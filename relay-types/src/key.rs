//! Public key identity type.

use base64::{engine::general_purpose::STANDARD, Engine};
use serde::de::{self, Deserializer, Visitor};
use serde::{Deserialize, Serialize, Serializer};
use std::fmt;

use crate::CodecError;

/// An opaque client identifier used as the relay's routing address.
///
/// The relay never interprets the bytes. The only structural rule is that a
/// routable key is non-empty. On the wire it is a standard base64 string.
#[derive(Clone, PartialEq, Eq, Hash, PartialOrd, Ord, Default)]
pub struct PublicKey(Vec<u8>);

impl PublicKey {
    /// Create a PublicKey from raw bytes.
    pub fn from_bytes(bytes: impl Into<Vec<u8>>) -> Self {
        Self(bytes.into())
    }

    /// Parse a PublicKey from its standard base64 form.
    pub fn from_base64(encoded: &str) -> Result<Self, CodecError> {
        STANDARD
            .decode(encoded)
            .map(Self)
            .map_err(CodecError::InvalidBase64)
    }

    /// Get the raw bytes of this key.
    pub fn as_bytes(&self) -> &[u8] {
        &self.0
    }

    /// Whether the key has no bytes (and therefore cannot be routed to).
    pub fn is_empty(&self) -> bool {
        self.0.is_empty()
    }

    /// Standard base64 form, as carried on the wire.
    pub fn to_base64(&self) -> String {
        STANDARD.encode(&self.0)
    }

    /// Short hex fingerprint for logs (first 8 bytes).
    pub fn fingerprint(&self) -> String {
        let end = self.0.len().min(8);
        hex::encode(&self.0[..end])
    }
}

impl From<&[u8]> for PublicKey {
    fn from(bytes: &[u8]) -> Self {
        Self(bytes.to_vec())
    }
}

impl From<Vec<u8>> for PublicKey {
    fn from(bytes: Vec<u8>) -> Self {
        Self(bytes)
    }
}

impl fmt::Display for PublicKey {
    fn fmt(&self, f: &mut fmt::Formatter<'_>) -> fmt::Result {
        f.write_str(&self.to_base64())
    }
}

impl fmt::Debug for PublicKey {
    fn fmt(&self, f: &mut fmt::Formatter<'_>) -> fmt::Result {
        write!(f, "PublicKey({})", self.fingerprint())
    }
}

impl Serialize for PublicKey {
    fn serialize<S: Serializer>(&self, serializer: S) -> Result<S::Ok, S::Error> {
        serializer.serialize_str(&self.to_base64())
    }
}

struct PublicKeyVisitor;

impl Visitor<'_> for PublicKeyVisitor {
    type Value = PublicKey;

    fn expecting(&self, f: &mut fmt::Formatter<'_>) -> fmt::Result {
        f.write_str("a base64-encoded public key string")
    }

    fn visit_str<E: de::Error>(self, v: &str) -> Result<Self::Value, E> {
        STANDARD
            .decode(v)
            .map(PublicKey)
            .map_err(|e| E::custom(format!("invalid base64 key: {e}")))
    }
}

impl<'de> Deserialize<'de> for PublicKey {
    fn deserialize<D: Deserializer<'de>>(deserializer: D) -> Result<Self, D::Error> {
        deserializer.deserialize_str(PublicKeyVisitor)
    }
}

#[cfg(test)]
mod tests {
    use super::*;

    #[test]
    fn base64_roundtrip_is_byte_exact() {
        let key = PublicKey::from_bytes(vec![0u8, 255, 1, 254, 0]);
        let restored = PublicKey::from_base64(&key.to_base64()).unwrap();
        assert_eq!(restored, key);
        assert_eq!(restored.as_bytes(), &[0u8, 255, 1, 254, 0]);
    }

    #[test]
    fn invalid_base64_is_rejected() {
        assert!(PublicKey::from_base64("not base64!").is_err());
    }

    #[test]
    fn fingerprint_is_short_hex() {
        let key = PublicKey::from_bytes(vec![0xab; 32]);
        assert_eq!(key.fingerprint(), "abababababababab");
        assert_eq!(PublicKey::from_bytes(vec![1, 2]).fingerprint(), "0102");
        assert_eq!(format!("{:?}", key), "PublicKey(abababababababab)");
    }

    #[test]
    fn empty_key_is_empty() {
        assert!(PublicKey::default().is_empty());
        assert!(!PublicKey::from(&b"k"[..]).is_empty());
    }
}
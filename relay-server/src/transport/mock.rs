//! Mock transport for testing.
//!
//! [`mock_transport`] returns the relay-side halves plus a [`MockPeer`] that
//! plays the client: it queues inbound frames, captures written frames, and
//! can force failures.

use super::{FrameSink, FrameSource, TransportError};
use async_trait::async_trait;
use relay_types::Envelope;
use std::sync::atomic::{AtomicBool, AtomicUsize, Ordering};
use std::sync::Arc;
use tokio::sync::{mpsc, Notify};

type Inbound = Result<Vec<u8>, TransportError>;

#[derive(Debug, Default)]
struct MockState {
    closed: AtomicBool,
    close_calls: AtomicUsize,
    fail_writes: AtomicBool,
    closed_notify: Notify,
}

/// Relay-side read half of a mock transport.
#[derive(Debug)]
pub struct MockSource {
    inbound: mpsc::UnboundedReceiver<Inbound>,
}

/// Relay-side write half of a mock transport.
#[derive(Debug)]
pub struct MockSink {
    outbound: mpsc::UnboundedSender<Vec<u8>>,
    state: Arc<MockState>,
}

/// Client side of a mock transport.
#[derive(Debug)]
pub struct MockPeer {
    inbound: Option<mpsc::UnboundedSender<Inbound>>,
    outbound: mpsc::UnboundedReceiver<Vec<u8>>,
    state: Arc<MockState>,
}

/// Create a connected mock transport.
pub fn mock_transport() -> (MockSource, MockSink, MockPeer) {
    let (in_tx, in_rx) = mpsc::unbounded_channel();
    let (out_tx, out_rx) = mpsc::unbounded_channel();
    let state = Arc::new(MockState::default());

    (
        MockSource { inbound: in_rx },
        MockSink {
            outbound: out_tx,
            state: Arc::clone(&state),
        },
        MockPeer {
            inbound: Some(in_tx),
            outbound: out_rx,
            state,
        },
    )
}

impl MockPeer {
    /// Queue a raw frame for the relay to read.
    pub fn send_frame(&self, frame: impl Into<Vec<u8>>) {
        if let Some(tx) = &self.inbound {
            let _ = tx.send(Ok(frame.into()));
        }
    }

    /// Encode and queue an envelope for the relay to read.
    pub fn send_envelope(&self, envelope: &Envelope) {
        match envelope.encode() {
            Ok(frame) => self.send_frame(frame),
            Err(e) => tracing::error!("Mock peer failed to encode envelope: {}", e),
        }
    }

    /// Cause the relay's next read to fail with the given error.
    pub fn fail_next_recv(&self, error: &str) {
        if let Some(tx) = &self.inbound {
            let _ = tx.send(Err(TransportError::ReceiveFailed(error.to_string())));
        }
    }

    /// Cause every relay write to fail (or succeed again).
    pub fn fail_writes(&self, fail: bool) {
        self.state.fail_writes.store(fail, Ordering::SeqCst);
    }

    /// Close the client side; the relay reads end-of-stream once queued frames are drained.
    pub fn hang_up(&mut self) {
        self.inbound = None;
    }

    /// Wait for the next frame written by the relay.
    ///
    /// Returns `None` once the relay has dropped its write half.
    pub async fn recv_frame(&mut self) -> Option<Vec<u8>> {
        self.outbound.recv().await
    }

    /// Wait for and decode the next envelope written by the relay.
    pub async fn recv_envelope(&mut self) -> Option<Envelope> {
        let frame = self.recv_frame().await?;
        Envelope::decode(&frame).ok()
    }

    /// Take a written frame if one is already available.
    pub fn try_recv_frame(&mut self) -> Option<Vec<u8>> {
        self.outbound.try_recv().ok()
    }

    /// Whether the relay has closed this transport.
    pub fn is_closed(&self) -> bool {
        self.state.closed.load(Ordering::SeqCst)
    }

    /// How many times the relay called `close`.
    pub fn close_count(&self) -> usize {
        self.state.close_calls.load(Ordering::SeqCst)
    }

    /// Wait until the relay closes this transport.
    pub async fn wait_closed(&self) {
        loop {
            let notified = self.state.closed_notify.notified();
            if self.is_closed() {
                return;
            }
            notified.await;
        }
    }
}

#[async_trait]
impl FrameSource for MockSource {
    async fn read_frame(&mut self) -> Result<Option<Vec<u8>>, TransportError> {
        match self.inbound.recv().await {
            Some(Ok(frame)) => Ok(Some(frame)),
            Some(Err(e)) => Err(e),
            None => Ok(None),
        }
    }
}

#[async_trait]
impl FrameSink for MockSink {
    async fn write_frame(&mut self, frame: Vec<u8>) -> Result<(), TransportError> {
        if self.state.closed.load(Ordering::SeqCst) {
            return Err(TransportError::ConnectionClosed);
        }
        if self.state.fail_writes.load(Ordering::SeqCst) {
            return Err(TransportError::SendFailed("injected write failure".to_string()));
        }
        self.outbound
            .send(frame)
            .map_err(|_| TransportError::ConnectionClosed)
    }

    async fn close(&mut self) -> Result<(), TransportError> {
        self.state.close_calls.fetch_add(1, Ordering::SeqCst);
        self.state.closed.store(true, Ordering::SeqCst);
        self.state.closed_notify.notify_waiters();
        Ok(())
    }
}

#[cfg(test)]
mod tests {
    use super::*;
    use relay_types::PublicKey;

    #[tokio::test]
    async fn frames_flow_both_ways() {
        let (mut source, mut sink, mut peer) = mock_transport();

        peer.send_frame(b"inbound".to_vec());
        assert_eq!(source.read_frame().await.unwrap(), Some(b"inbound".to_vec()));

        sink.write_frame(b"outbound".to_vec()).await.unwrap();
        assert_eq!(peer.recv_frame().await, Some(b"outbound".to_vec()));
    }

    #[tokio::test]
    async fn envelopes_are_encoded() {
        let (mut source, _sink, peer) = mock_transport();
        let envelope = Envelope::message(
            PublicKey::from_bytes(b"kb".to_vec()),
            PublicKey::from_bytes(b"ka".to_vec()),
            b"hello".to_vec(),
        );

        peer.send_envelope(&envelope);

        let frame = source.read_frame().await.unwrap().unwrap();
        assert_eq!(Envelope::decode(&frame).unwrap(), envelope);
    }

    #[tokio::test]
    async fn hang_up_reads_as_clean_close() {
        let (mut source, _sink, mut peer) = mock_transport();
        peer.send_frame(b"last".to_vec());
        peer.hang_up();

        assert_eq!(source.read_frame().await.unwrap(), Some(b"last".to_vec()));
        assert_eq!(source.read_frame().await.unwrap(), None);
    }

    #[tokio::test]
    async fn forced_recv_failure() {
        let (mut source, _sink, peer) = mock_transport();
        peer.fail_next_recv("reset by peer");

        let result = source.read_frame().await;
        assert!(matches!(result, Err(TransportError::ReceiveFailed(_))));
    }

    #[tokio::test]
    async fn forced_write_failure() {
        let (_source, mut sink, peer) = mock_transport();
        peer.fail_writes(true);
        assert!(matches!(
            sink.write_frame(b"x".to_vec()).await,
            Err(TransportError::SendFailed(_))
        ));

        peer.fail_writes(false);
        sink.write_frame(b"x".to_vec()).await.unwrap();
    }

    #[tokio::test]
    async fn close_is_observable() {
        let (_source, mut sink, peer) = mock_transport();
        assert!(!peer.is_closed());

        sink.close().await.unwrap();
        peer.wait_closed().await;

        assert!(peer.is_closed());
        assert_eq!(peer.close_count(), 1);
        assert!(matches!(
            sink.write_frame(b"late".to_vec()).await,
            Err(TransportError::ConnectionClosed)
        ));
    }
}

--*--

### WHAT THE TASK ASKS
State the number of lines in the records that include the word "ConnectionClosed", and add nothing to it.

### RESULT OF THE EXERCISE
3